The functional material according to claim 3, which is a light emitting material.
The functional material according to claim 3, which is a host material.
A light emitting device containing the functional material according to claim 3.
A polymer composite material containing at least one of the compound according to claim 1 and the compound according to claim 2.
A functional material containing the polymer composite material according to claim 7.
The functional material according to claim 8, which is a phosphorescent material.
The functional material according to claim 8, which is a polarized light emitting material.
Glass of at least one of the indro [3,2,1-jk] carbazole compound represented by the following formula (1) and the indro [3,2,1-jk] carbazole compound represented by the following formula (2). A method for producing a polymer composite material, which comprises a step of dispersing in a polymer heated above a transition temperature.

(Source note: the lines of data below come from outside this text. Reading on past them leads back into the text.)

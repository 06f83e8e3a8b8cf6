//! In-memory catalog for development and tests.
//!
//! Supports the same blocking-query semantics as the HTTP client: reads with
//! a `wait_index` park until the fake's index advances past it or the wait
//! time elapses.

use std::collections::BTreeMap;
use std::sync::Mutex;
use std::time::Duration;

use async_trait::async_trait;
use chrono::Utc;
use tokio::sync::Notify;

use crate::domain::errors::{DomainError, DomainResult};
use crate::domain::models::dependency::{KeyPair, ServiceInstance};
use crate::domain::models::task::ServiceSelector;
use crate::domain::ports::catalog::{
    AgentInfo, Catalog, License, QueryMeta, QueryOptions, ServiceRegistration,
};

const DEFAULT_FAKE_WAIT: Duration = Duration::from_secs(5);

struct FakeState {
    index: u64,
    kv: BTreeMap<String, String>,
    instances: Vec<ServiceInstance>,
    registrations: Vec<ServiceRegistration>,
    fail_reads: bool,
}

impl Default for FakeState {
    fn default() -> Self {
        Self {
            // A live catalog never reports index 0; a blocking read with
            // wait_index 0 must return immediately.
            index: 1,
            kv: BTreeMap::new(),
            instances: Vec::new(),
            registrations: Vec::new(),
            fail_reads: false,
        }
    }
}

/// A catalog whose contents are mutated directly by test code.
#[derive(Default)]
pub struct FakeCatalog {
    state: Mutex<FakeState>,
    changed: Notify,
}

impl FakeCatalog {
    pub fn new() -> Self {
        Self::default()
    }

    fn mutate(&self, f: impl FnOnce(&mut FakeState)) {
        {
            let mut state = self.state.lock().expect("fake catalog lock");
            f(&mut state);
            state.index += 1;
        }
        self.changed.notify_waiters();
    }

    pub fn set_kv(&self, path: &str, value: &str) {
        self.mutate(|s| {
            s.kv.insert(path.to_string(), value.to_string());
        });
    }

    pub fn delete_kv(&self, path: &str) {
        self.mutate(|s| {
            s.kv.remove(path);
        });
    }

    pub fn register_instance(&self, instance: ServiceInstance) {
        self.mutate(|s| s.instances.push(instance));
    }

    pub fn deregister_instance(&self, service_name: &str, id: &str) {
        self.mutate(|s| {
            s.instances
                .retain(|i| !(i.name == service_name && i.id == id));
        });
    }

    /// Make every read fail until restored; used to exercise degradation.
    pub fn set_failing(&self, failing: bool) {
        self.mutate(|s| s.fail_reads = failing);
    }

    pub fn registered_services(&self) -> Vec<ServiceRegistration> {
        self.state
            .lock()
            .expect("fake catalog lock")
            .registrations
            .clone()
    }

    /// Wait until the state observed at `wait_index` changes, then produce a
    /// read through `f`.
    async fn blocking_read<T>(
        &self,
        opts: &QueryOptions,
        f: impl Fn(&FakeState) -> T,
    ) -> DomainResult<(T, QueryMeta)> {
        let wait = opts.wait_time.unwrap_or(DEFAULT_FAKE_WAIT);
        let deadline = tokio::time::Instant::now() + wait;
        loop {
            let notified = self.changed.notified();
            {
                let state = self.state.lock().expect("fake catalog lock");
                if state.fail_reads {
                    return Err(DomainError::CatalogUnreachable(
                        "fake catalog failing".to_string(),
                    ));
                }
                let ready = match opts.wait_index {
                    Some(wait_index) => state.index > wait_index,
                    None => true,
                };
                if ready {
                    let meta = QueryMeta {
                        index: state.index,
                        cached: false,
                    };
                    return Ok((f(&state), meta));
                }
            }
            tokio::select! {
                _ = notified => {}
                _ = tokio::time::sleep_until(deadline) => {
                    let state = self.state.lock().expect("fake catalog lock");
                    let meta = QueryMeta {
                        index: state.index,
                        cached: false,
                    };
                    return Ok((f(&state), meta));
                }
            }
        }
    }
}

#[async_trait]
impl Catalog for FakeCatalog {
    async fn health_services(
        &self,
        selector: &ServiceSelector,
        opts: QueryOptions,
    ) -> DomainResult<(Vec<ServiceInstance>, QueryMeta)> {
        let name = selector.name.clone();
        let tag = selector.tag.clone();
        self.blocking_read(&opts, move |state| {
            let mut instances: Vec<ServiceInstance> = state
                .instances
                .iter()
                .filter(|i| i.name == name)
                .filter(|i| tag.as_ref().is_none_or(|t| i.tags.contains(t)))
                .cloned()
                .collect();
            instances.sort_by(|a, b| a.id.cmp(&b.id));
            instances
        })
        .await
    }

    async fn catalog_services(
        &self,
        _node_meta: &BTreeMap<String, String>,
        opts: QueryOptions,
    ) -> DomainResult<(BTreeMap<String, Vec<String>>, QueryMeta)> {
        self.blocking_read(&opts, |state| {
            let mut services: BTreeMap<String, Vec<String>> = BTreeMap::new();
            for instance in &state.instances {
                let tags = services.entry(instance.name.clone()).or_default();
                for tag in &instance.tags {
                    if !tags.contains(tag) {
                        tags.push(tag.clone());
                    }
                }
            }
            services
        })
        .await
    }

    async fn kv_get(
        &self,
        path: &str,
        opts: QueryOptions,
    ) -> DomainResult<(Option<String>, QueryMeta)> {
        let path = path.to_string();
        self.blocking_read(&opts, move |state| state.kv.get(&path).cloned())
            .await
    }

    async fn kv_list(
        &self,
        prefix: &str,
        opts: QueryOptions,
    ) -> DomainResult<(Vec<KeyPair>, QueryMeta)> {
        let prefix = prefix.to_string();
        self.blocking_read(&opts, move |state| {
            state
                .kv
                .iter()
                .filter(|(k, _)| k.starts_with(&prefix))
                .map(|(k, v)| KeyPair {
                    key: k.clone(),
                    value: v.clone(),
                })
                .collect()
        })
        .await
    }

    async fn agent_self(&self) -> DomainResult<AgentInfo> {
        Ok(AgentInfo {
            version: "1.20.0".to_string(),
            edition: "oss".to_string(),
            datacenter: "dc1".to_string(),
        })
    }

    async fn operator_license(&self, _opts: QueryOptions) -> DomainResult<License> {
        Ok(License {
            license_id: "fake".to_string(),
            expiration_time: Utc::now(),
        })
    }

    async fn register_service(&self, reg: &ServiceRegistration) -> DomainResult<()> {
        let reg = reg.clone();
        self.mutate(|s| s.registrations.push(reg));
        Ok(())
    }

    async fn deregister_service(&self, service_id: &str) -> DomainResult<()> {
        let id = service_id.to_string();
        self.mutate(|s| s.registrations.retain(|r| r.id != id));
        Ok(())
    }
}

(In the above formula, R 1 , R 2 , R 3 and R 4 are independently hydrogen atoms, alkyl groups having 1 to 12 carbon atoms, phenyl groups, cyano groups, polycyclic aromatic hydrocarbon groups, or Represents a heteroaromatic ring group. In the above formula, X 1 , X 2 , and X 3 independently represent a nitrogen atom or a hydrogen-substituted carbon atom, but at least one of X 1 , X 2 , and X 3 is represented. One is a nitrogen atom.)